Pub Date: Feb. 1st, 1995
ISBN: 0-385-47029-0
Publisher: Doubleday

Coldsmith generalizes Native American culture to a fault as he seeks to present a human story of disease on the Great Plains. Running Deer, or Deer for short, comes from a tribal group Coldsmith (Track of the Bear, not reviewed) identifies only as ``the People.'' Having lost her only daughter, and more recently her husband, she leads a life of ennui among her buffalo-hunting tribe in the 18th century. When smallpox hits a nearby group and abandons a small, infected girl, Deer decides to make a heroic exit from this mortal coil by nursing the deadly contagious waif. Almost by miracle, the youngster and the old woman survive and rejoin Deer's kin. As time goes on, the little girl grows into a woman and resolves to find the people from whom she was separated as a tyke. She sets out, encounters danger along the way, is reunited with her tribe of origin, and decides that she was probably just as well off in the adopted world of the People. This plot and the writing are wooden. But the novel form has never been very kind to this type of ethnographic story, and Coldsmith mostly offers yet another demonstration why. Though he imbues his characters with complex emotions and real motivations, much of the air of authenticity he places around his Indians comes across as flat.
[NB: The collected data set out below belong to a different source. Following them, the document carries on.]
use std::path::Path;
use std::process::{ExitStatus, Stdio};
use std::time::Duration;

use async_trait::async_trait;
use tokio::io::{AsyncRead, AsyncReadExt};
use tokio::process::{Child, Command};
use tokio::time::Instant;
use tracing::{debug, warn};

use crate::error::{LabexecError, Result};
use crate::sandbox::traits::CommandRunner;
use crate::sandbox::CommandResult;

/// How long output pipes may stay open after the shell itself has exited.
const OUTPUT_GRACE: Duration = Duration::from_millis(250);

/// Runs commands through the host shell.
///
/// On Unix the child is placed in its own process group so a timeout kill
/// also reaches anything the shell started.
pub struct ShellRunner {
    program: String,
    flag: String,
}

impl ShellRunner {
    /// Create a runner for the host's default shell.
    pub fn new() -> Self {
        let (program, flag) = default_shell();
        Self { program, flag }
    }

    /// Create a runner for a specific interpreter and its "run a command string" flag.
    pub fn with_shell(program: impl Into<String>, flag: impl Into<String>) -> Self {
        Self {
            program: program.into(),
            flag: flag.into(),
        }
    }

    pub fn program(&self) -> &str {
        &self.program
    }
}

impl Default for ShellRunner {
    fn default() -> Self {
        Self::new()
    }
}

#[cfg(windows)]
fn default_shell() -> (String, String) {
    let program = std::env::var("COMSPEC").unwrap_or_else(|_| "cmd.exe".to_string());
    (program, "/C".to_string())
}

#[cfg(not(windows))]
fn default_shell() -> (String, String) {
    ("/bin/sh".to_string(), "-c".to_string())
}

#[async_trait]
impl CommandRunner for ShellRunner {
    fn name(&self) -> &str {
        "shell"
    }

    async fn run(&self, command: &str, cwd: &Path, timeout: Duration) -> Result<CommandResult> {
        debug!(command = %command, cwd = %cwd.display(), "Spawning shell");
        let deadline = Instant::now() + timeout;

        let mut cmd = Command::new(&self.program);
        cmd.arg(&self.flag);
        // cmd.exe does its own parsing of the /C tail; argv quoting would mangle it
        #[cfg(windows)]
        cmd.raw_arg(command);
        #[cfg(not(windows))]
        cmd.arg(command);
        cmd.current_dir(cwd);

        cmd.stdin(Stdio::null());
        cmd.stdout(Stdio::piped());
        cmd.stderr(Stdio::piped());
        cmd.kill_on_drop(true);

        #[cfg(unix)]
        cmd.process_group(0);

        let mut child = match cmd.spawn() {
            Ok(child) => child,
            Err(e) => return Err(self.spawn_error(cwd, e).await),
        };
        let pgid = child.id();

        let stdout = child.stdout.take();
        let stderr = child.stderr.take();
        let output = async move { tokio::try_join!(read_all(stdout), read_all(stderr)) };
        tokio::pin!(output);

        let mut streams = None;
        let waited = tokio::time::timeout_at(deadline, async {
            let mut status = None;
            let mut grace_expired = false;
            loop {
                // Background jobs may hold the pipes open after the shell has
                // exited; they get OUTPUT_GRACE to finish writing.
                if let Some(status) = status {
                    if streams.is_some() || grace_expired {
                        return Ok::<ExitStatus, std::io::Error>(status);
                    }
                }
                tokio::select! {
                    exited = child.wait(), if status.is_none() => status = Some(exited?),
                    read = &mut output, if streams.is_none() => streams = Some(read?),
                    _ = tokio::time::sleep(OUTPUT_GRACE), if status.is_some() => grace_expired = true,
                }
            }
        })
        .await;

        match waited {
            Ok(Ok(status)) => {
                // Nothing started by the command outlives the call.
                #[cfg(unix)]
                if let Some(pgid) = pgid {
                    kill_process_group(pgid);
                }

                let (stdout, stderr) = match streams {
                    Some(streams) => streams,
                    None => {
                        debug!("Output still open after exit, keeping what was written");
                        tokio::time::timeout(OUTPUT_GRACE, &mut output)
                            .await
                            .ok()
                            .and_then(|read| read.ok())
                            .unwrap_or_default()
                    }
                };

                let stdout = String::from_utf8_lossy(&stdout);
                let stderr = String::from_utf8_lossy(&stderr);
                let exit_code = status.code();

                debug!(
                    exit_code = ?exit_code,
                    stdout_len = stdout.len(),
                    stderr_len = stderr.len(),
                    "Command completed"
                );

                Ok(CommandResult::new(&stdout, &stderr, exit_code))
            }
            Ok(Err(e)) => {
                terminate(&mut child, pgid);
                let _ = child.wait().await;
                Err(LabexecError::Spawn(format!(
                    "Failed to collect command output: {}",
                    e
                )))
            }
            Err(_) => {
                warn!(
                    command = %command,
                    timeout_ms = timeout.as_millis() as u64,
                    "Command timed out, killing"
                );
                terminate(&mut child, pgid);
                // Reap so nothing outlives the call.
                let _ = child.wait().await;
                Err(LabexecError::Timeout {
                    seconds: whole_seconds(timeout),
                })
            }
        }
    }
}

impl ShellRunner {
    /// Spawn failures are reported against the working directory when that is
    /// what is missing, otherwise against the interpreter.
    async fn spawn_error(&self, cwd: &Path, e: std::io::Error) -> LabexecError {
        let cwd_usable = tokio::fs::metadata(cwd)
            .await
            .map(|m| m.is_dir())
            .unwrap_or(false);
        if cwd_usable {
            LabexecError::Spawn(format!("{}: {}", self.program, e))
        } else {
            LabexecError::Spawn(format!(
                "working directory {} is not usable: {}",
                cwd.display(),
                e
            ))
        }
    }
}

/// Timeout in whole seconds, rounded up so sub-second budgets never read as 0.
fn whole_seconds(timeout: Duration) -> u64 {
    timeout.as_secs() + u64::from(timeout.subsec_nanos() > 0)
}

async fn read_all<R: AsyncRead + Unpin>(stream: Option<R>) -> std::io::Result<Vec<u8>> {
    let mut buf = Vec::new();
    if let Some(mut stream) = stream {
        stream.read_to_end(&mut buf).await?;
    }
    Ok(buf)
}

/// Kill the child and its process group. Safe to call more than once.
fn terminate(child: &mut Child, pgid: Option<u32>) {
    #[cfg(unix)]
    if let Some(pgid) = pgid {
        kill_process_group(pgid);
    }
    #[cfg(not(unix))]
    let _ = pgid;

    match child.try_wait() {
        Ok(Some(status)) => {
            debug!(status = %status, "Child already exited");
        }
        _ => {
            if let Err(e) = child.start_kill() {
                warn!(error = %e, "Failed to kill child");
            }
        }
    }
}

#[cfg(unix)]
fn kill_process_group(pgid: u32) {
    // SAFETY: killpg has no memory-safety preconditions.
    let rc = unsafe { libc::killpg(pgid as libc::pid_t, libc::SIGKILL) };
    if rc != 0 {
        debug!(
            pgid = pgid,
            error = %std::io::Error::last_os_error(),
            "killpg failed"
        );
    }
}


#[cfg(all(test, windows))]
mod windows_tests {
    use super::*;

    #[tokio::test]
    async fn test_quoted_arguments_reach_cmd_verbatim() {
        let dir = tempfile::tempdir().unwrap();
        let result = ShellRunner::new()
            .run("echo \"a b\"", dir.path(), Duration::from_secs(10))
            .await
            .unwrap();
        assert_eq!(result.stdout, "\"a b\"");
    }
}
The Plains tribes and geography he draws on seem always at the disposal of the needs of the storyteller. Never identifying with much specificity the traditions or places about which he is writing, Coldsmith is free to pick and choose among traditions, cultural artifacts, and locations. The disingenuous result ends up reading more like a cross between The Pilgrim's Progress and The Wizard of Oz than a serious novel about real human beings. Lifeless writing and mix-and-match research.